▶ _TASK TO COMPLETE_: Using the entries that follow, state how many lines contain the word "securityCode". The response is that number and nothing more.

--

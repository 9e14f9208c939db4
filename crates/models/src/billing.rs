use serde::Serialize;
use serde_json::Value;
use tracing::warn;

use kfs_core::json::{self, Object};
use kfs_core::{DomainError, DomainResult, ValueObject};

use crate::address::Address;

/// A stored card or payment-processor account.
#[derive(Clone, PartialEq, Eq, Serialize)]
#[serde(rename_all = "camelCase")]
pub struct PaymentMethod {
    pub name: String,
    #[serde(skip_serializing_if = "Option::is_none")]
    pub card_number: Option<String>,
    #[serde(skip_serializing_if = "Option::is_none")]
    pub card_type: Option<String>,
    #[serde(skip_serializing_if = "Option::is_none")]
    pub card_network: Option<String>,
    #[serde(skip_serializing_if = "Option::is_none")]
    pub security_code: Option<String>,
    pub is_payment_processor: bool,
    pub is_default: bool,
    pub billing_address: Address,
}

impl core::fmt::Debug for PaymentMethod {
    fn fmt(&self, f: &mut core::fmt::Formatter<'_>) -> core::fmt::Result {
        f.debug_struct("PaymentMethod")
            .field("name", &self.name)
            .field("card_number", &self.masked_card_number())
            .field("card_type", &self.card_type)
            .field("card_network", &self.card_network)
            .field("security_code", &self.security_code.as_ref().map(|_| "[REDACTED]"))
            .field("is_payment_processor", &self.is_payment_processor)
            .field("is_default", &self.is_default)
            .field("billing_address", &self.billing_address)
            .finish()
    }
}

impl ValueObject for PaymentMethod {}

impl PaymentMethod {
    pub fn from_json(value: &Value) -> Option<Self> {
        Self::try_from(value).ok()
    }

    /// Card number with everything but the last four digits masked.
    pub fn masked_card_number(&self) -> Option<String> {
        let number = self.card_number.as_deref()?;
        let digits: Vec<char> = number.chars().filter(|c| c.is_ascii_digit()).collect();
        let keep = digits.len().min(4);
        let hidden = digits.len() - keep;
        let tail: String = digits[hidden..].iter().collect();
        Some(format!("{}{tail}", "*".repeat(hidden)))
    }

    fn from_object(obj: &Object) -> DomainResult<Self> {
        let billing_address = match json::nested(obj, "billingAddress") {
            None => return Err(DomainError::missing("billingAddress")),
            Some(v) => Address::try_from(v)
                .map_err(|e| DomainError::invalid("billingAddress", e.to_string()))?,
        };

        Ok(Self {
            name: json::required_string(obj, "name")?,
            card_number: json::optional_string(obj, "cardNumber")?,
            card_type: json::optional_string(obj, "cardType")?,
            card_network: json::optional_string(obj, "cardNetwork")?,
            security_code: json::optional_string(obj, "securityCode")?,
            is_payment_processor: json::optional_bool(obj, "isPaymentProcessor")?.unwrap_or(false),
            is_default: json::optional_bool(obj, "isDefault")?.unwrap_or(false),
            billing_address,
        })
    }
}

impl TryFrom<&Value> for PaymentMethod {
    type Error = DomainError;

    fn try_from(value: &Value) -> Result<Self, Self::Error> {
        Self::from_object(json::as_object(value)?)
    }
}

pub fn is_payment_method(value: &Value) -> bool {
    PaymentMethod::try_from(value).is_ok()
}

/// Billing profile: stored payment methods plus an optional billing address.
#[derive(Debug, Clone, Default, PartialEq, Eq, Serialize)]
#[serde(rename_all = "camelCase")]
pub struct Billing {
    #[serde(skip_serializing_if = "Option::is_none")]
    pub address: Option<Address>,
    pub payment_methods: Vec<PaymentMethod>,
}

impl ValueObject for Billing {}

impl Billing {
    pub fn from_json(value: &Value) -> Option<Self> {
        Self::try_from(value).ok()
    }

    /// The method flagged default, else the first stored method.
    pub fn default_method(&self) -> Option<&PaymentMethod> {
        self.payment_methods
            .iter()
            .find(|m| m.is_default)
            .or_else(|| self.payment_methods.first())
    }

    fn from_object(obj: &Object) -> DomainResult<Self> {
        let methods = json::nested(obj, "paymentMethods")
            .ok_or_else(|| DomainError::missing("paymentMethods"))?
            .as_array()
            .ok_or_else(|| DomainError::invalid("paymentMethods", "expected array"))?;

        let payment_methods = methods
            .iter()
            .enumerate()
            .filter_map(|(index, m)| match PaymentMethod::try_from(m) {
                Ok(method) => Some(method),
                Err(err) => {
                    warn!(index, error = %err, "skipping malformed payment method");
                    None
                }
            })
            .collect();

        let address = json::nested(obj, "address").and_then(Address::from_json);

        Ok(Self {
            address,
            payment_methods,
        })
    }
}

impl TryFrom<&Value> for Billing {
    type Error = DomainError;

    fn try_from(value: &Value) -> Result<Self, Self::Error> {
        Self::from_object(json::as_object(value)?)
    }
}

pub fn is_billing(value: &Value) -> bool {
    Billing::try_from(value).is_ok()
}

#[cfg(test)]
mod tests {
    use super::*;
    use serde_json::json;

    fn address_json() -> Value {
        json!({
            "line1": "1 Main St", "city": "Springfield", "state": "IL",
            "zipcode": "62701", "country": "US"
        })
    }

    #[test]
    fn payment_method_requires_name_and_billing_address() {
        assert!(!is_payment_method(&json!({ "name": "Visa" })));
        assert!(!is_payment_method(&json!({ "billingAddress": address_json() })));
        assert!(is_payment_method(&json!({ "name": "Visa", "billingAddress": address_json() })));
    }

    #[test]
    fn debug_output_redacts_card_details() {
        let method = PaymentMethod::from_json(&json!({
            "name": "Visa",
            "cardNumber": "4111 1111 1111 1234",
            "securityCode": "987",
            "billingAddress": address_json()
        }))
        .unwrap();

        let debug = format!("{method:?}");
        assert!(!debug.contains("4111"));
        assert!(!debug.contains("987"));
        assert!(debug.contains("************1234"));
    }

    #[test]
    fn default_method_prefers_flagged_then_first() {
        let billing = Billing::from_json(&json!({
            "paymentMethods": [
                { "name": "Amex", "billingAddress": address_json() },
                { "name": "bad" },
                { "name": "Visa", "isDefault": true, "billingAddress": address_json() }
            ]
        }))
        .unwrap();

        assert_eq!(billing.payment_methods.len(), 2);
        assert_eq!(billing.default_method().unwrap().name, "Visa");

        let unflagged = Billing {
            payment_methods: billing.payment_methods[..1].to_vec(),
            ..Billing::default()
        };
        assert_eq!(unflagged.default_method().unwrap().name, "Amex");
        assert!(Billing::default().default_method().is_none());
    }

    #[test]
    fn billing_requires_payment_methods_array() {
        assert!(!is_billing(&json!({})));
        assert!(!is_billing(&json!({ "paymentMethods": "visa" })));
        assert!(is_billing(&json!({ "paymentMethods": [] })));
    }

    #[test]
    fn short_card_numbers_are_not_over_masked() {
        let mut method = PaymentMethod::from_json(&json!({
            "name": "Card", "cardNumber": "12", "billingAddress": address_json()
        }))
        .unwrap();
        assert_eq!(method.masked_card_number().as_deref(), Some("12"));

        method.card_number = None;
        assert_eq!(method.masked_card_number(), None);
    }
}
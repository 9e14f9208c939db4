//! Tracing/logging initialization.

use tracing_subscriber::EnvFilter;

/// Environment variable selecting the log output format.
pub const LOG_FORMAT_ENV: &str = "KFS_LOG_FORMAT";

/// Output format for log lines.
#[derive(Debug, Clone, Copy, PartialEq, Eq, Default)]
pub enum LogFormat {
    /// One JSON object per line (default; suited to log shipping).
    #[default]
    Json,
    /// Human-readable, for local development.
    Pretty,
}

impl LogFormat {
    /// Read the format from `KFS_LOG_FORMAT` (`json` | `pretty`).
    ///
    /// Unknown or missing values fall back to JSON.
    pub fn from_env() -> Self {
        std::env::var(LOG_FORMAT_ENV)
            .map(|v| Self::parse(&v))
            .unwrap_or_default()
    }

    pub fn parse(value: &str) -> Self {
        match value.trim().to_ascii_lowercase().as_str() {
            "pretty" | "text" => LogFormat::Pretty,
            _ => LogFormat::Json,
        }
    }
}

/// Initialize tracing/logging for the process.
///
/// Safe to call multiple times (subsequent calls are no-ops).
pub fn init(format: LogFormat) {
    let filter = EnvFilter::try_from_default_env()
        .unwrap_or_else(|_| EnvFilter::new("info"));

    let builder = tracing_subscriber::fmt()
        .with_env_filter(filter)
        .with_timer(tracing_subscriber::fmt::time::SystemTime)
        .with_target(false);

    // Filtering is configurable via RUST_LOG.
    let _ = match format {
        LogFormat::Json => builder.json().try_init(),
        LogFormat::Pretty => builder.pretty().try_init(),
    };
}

--

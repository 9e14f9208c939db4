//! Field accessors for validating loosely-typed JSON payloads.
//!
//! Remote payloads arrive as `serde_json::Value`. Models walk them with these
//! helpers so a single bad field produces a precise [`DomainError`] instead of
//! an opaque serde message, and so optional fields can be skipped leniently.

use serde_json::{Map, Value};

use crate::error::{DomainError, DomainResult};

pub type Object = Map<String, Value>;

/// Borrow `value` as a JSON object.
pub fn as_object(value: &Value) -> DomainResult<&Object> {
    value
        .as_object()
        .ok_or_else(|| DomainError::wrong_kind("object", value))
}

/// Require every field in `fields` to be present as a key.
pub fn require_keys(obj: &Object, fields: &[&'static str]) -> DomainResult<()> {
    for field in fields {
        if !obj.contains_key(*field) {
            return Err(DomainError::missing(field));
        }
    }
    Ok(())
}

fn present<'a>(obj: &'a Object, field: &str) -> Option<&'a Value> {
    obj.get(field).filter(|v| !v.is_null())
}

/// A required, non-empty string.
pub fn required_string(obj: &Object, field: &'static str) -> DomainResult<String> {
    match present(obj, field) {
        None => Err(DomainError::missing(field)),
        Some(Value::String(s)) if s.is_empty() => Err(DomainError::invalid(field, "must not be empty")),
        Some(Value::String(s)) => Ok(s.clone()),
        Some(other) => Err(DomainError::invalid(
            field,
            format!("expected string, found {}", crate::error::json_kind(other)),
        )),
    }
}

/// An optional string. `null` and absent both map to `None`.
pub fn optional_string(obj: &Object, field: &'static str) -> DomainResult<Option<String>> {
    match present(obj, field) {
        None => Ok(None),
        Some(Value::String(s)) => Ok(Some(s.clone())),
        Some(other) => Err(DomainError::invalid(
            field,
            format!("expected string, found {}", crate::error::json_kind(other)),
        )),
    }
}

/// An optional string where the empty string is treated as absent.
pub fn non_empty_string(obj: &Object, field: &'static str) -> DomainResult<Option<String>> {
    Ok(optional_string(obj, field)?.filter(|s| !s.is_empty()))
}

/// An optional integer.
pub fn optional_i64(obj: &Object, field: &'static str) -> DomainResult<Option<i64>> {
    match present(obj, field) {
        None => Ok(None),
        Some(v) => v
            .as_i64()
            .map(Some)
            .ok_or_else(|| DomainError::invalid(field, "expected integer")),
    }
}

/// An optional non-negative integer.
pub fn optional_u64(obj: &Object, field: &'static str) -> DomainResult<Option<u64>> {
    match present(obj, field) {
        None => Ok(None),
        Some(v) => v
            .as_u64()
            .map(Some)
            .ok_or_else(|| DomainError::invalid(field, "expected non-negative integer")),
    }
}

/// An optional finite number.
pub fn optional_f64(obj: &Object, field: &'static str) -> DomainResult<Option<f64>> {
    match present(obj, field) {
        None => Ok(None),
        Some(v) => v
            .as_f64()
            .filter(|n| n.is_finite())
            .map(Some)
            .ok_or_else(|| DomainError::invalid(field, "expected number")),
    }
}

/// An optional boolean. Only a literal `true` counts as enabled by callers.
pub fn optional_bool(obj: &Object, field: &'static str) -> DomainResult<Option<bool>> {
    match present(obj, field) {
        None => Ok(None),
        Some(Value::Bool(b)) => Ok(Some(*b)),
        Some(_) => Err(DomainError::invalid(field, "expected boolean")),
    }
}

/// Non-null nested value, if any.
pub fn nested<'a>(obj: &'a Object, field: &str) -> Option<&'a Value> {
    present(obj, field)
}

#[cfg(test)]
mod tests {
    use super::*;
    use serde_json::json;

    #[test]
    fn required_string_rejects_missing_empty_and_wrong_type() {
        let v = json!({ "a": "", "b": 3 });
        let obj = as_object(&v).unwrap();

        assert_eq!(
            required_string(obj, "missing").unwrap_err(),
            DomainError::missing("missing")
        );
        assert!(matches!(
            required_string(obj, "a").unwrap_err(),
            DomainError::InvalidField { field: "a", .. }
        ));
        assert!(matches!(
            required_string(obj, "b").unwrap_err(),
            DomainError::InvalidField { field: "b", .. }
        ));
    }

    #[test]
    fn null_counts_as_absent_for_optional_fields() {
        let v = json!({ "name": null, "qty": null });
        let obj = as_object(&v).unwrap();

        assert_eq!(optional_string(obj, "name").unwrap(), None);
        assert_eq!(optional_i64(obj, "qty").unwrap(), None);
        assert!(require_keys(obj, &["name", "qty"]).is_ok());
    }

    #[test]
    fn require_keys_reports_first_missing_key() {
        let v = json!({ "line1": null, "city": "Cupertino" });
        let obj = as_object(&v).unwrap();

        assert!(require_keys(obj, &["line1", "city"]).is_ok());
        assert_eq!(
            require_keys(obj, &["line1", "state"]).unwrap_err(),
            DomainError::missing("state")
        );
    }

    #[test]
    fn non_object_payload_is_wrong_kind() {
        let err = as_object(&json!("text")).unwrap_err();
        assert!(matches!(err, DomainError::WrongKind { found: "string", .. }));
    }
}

--

▶ _YOUR SOLUTION_: 2